» **Directions**
Once you reach the line containing "repository 327bdb8d348533d0" in the data below, restate each line word for word up to and including the one containing "- shutdown signals".

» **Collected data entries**
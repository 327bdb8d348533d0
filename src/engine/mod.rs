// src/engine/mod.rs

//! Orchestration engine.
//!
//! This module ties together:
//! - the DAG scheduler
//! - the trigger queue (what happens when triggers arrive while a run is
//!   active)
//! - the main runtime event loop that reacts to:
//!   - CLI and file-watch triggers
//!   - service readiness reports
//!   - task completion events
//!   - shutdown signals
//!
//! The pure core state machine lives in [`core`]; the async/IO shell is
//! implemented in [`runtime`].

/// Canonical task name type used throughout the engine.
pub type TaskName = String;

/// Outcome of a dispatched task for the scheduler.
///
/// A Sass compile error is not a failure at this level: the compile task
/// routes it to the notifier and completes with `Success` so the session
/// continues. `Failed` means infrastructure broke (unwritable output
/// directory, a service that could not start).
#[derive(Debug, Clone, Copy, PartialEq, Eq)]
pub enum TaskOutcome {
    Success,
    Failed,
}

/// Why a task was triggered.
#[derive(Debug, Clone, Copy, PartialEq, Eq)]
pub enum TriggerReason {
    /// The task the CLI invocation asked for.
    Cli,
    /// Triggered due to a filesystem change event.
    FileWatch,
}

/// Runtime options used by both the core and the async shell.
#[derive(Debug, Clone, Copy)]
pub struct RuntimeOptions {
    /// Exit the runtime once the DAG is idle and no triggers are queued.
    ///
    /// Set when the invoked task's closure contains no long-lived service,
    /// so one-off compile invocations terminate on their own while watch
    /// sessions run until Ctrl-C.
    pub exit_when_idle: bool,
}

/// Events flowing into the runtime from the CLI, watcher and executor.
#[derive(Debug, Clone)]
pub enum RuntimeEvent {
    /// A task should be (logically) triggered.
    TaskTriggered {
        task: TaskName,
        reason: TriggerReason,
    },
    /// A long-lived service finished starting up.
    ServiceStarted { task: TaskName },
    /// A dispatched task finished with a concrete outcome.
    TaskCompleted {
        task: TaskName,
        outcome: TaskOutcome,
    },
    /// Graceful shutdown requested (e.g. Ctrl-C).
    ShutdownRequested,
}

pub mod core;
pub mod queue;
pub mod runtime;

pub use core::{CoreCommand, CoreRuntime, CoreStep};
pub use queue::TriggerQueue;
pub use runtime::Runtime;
---
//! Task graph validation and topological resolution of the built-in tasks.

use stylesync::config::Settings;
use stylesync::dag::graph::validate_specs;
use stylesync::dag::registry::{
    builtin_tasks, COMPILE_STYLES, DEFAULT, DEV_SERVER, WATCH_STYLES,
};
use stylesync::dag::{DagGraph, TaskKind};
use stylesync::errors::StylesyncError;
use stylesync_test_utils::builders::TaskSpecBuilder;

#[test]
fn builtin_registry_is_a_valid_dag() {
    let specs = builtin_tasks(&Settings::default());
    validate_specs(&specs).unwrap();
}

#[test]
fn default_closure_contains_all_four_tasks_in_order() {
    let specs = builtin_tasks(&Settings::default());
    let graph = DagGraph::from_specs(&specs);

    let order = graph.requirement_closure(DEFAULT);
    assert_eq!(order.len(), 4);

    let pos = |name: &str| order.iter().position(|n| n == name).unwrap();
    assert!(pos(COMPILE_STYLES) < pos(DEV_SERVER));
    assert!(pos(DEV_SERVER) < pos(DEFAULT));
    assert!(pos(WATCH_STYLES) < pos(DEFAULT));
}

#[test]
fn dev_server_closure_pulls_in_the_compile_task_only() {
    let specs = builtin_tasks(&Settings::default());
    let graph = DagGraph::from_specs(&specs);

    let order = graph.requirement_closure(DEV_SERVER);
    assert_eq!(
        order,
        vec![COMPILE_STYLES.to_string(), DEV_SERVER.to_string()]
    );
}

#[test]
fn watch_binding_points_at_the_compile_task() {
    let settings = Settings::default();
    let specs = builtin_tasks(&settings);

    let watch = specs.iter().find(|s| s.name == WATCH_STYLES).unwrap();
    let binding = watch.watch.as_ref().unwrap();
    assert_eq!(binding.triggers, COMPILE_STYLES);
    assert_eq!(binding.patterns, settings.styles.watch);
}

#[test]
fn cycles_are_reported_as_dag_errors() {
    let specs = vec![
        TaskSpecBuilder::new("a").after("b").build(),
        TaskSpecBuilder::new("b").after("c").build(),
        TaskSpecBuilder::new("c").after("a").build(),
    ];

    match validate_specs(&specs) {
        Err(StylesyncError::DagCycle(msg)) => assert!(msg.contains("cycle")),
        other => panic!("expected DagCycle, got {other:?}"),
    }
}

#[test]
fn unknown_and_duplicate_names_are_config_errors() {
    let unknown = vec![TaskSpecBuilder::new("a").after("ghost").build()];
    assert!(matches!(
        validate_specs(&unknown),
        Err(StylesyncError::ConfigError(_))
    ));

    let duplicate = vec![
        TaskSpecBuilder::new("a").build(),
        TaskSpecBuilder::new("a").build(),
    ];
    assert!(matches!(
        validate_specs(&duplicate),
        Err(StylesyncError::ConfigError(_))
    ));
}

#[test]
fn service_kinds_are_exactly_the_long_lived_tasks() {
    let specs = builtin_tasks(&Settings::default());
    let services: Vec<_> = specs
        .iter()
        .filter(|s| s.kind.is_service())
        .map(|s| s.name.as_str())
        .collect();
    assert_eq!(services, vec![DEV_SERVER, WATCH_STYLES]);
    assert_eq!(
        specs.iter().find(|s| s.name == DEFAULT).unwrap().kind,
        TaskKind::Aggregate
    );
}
--
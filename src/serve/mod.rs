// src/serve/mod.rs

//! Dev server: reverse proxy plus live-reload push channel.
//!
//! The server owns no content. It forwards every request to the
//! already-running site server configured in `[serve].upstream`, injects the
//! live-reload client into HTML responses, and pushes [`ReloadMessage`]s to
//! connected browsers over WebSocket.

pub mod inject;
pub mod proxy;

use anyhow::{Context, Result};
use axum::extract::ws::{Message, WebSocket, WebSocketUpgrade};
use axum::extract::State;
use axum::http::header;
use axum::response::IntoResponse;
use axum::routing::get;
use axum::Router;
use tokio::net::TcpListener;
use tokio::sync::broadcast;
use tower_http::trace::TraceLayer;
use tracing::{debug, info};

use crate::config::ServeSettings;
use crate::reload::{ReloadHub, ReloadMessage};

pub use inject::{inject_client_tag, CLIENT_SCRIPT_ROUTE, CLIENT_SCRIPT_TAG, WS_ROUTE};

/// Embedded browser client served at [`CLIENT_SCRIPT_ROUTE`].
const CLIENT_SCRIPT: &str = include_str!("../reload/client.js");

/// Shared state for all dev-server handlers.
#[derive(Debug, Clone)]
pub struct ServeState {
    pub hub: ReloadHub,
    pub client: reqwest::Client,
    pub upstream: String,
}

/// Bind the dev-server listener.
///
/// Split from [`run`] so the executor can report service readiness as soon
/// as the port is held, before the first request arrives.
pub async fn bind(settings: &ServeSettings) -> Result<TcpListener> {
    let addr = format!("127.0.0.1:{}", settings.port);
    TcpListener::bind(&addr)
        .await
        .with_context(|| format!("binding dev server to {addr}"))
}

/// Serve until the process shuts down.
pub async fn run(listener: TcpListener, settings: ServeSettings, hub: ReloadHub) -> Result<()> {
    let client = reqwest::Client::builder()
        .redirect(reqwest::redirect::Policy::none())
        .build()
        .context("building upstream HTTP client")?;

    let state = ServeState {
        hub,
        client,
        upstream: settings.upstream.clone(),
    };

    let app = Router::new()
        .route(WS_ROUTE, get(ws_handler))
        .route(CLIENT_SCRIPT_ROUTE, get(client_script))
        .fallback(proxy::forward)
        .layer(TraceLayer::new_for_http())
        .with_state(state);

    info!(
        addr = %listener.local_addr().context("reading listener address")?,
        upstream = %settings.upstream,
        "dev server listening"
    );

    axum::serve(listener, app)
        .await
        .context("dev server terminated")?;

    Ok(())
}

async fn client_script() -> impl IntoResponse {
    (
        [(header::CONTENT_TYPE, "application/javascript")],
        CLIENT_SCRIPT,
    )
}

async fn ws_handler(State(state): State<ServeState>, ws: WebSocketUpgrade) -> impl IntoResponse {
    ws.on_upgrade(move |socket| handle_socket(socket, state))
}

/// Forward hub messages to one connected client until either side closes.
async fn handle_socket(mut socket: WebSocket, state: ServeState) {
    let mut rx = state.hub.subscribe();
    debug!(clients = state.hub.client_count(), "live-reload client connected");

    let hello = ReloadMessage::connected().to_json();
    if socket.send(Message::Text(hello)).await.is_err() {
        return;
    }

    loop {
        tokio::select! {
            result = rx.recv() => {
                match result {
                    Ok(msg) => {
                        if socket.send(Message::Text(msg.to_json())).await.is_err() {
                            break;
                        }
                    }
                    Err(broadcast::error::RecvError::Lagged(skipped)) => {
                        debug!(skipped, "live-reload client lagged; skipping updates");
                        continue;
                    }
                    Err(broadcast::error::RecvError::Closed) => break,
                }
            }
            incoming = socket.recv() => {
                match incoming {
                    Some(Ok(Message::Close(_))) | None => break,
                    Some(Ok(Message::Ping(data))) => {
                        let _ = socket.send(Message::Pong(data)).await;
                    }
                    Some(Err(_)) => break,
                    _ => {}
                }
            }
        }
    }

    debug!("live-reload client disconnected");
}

» **Result**
repository 327bdb8d348533d0
filename src/engine/mod.rs
// src/engine/mod.rs

//! Orchestration engine.
//!
//! This module ties together:
//! - the DAG scheduler
//! - the trigger queue (what happens when triggers arrive while a run is
//!   active)
//! - the main runtime event loop that reacts to:
//!   - CLI and file-watch triggers
//!   - service readiness reports
//!   - task completion events
//!   - shutdown signals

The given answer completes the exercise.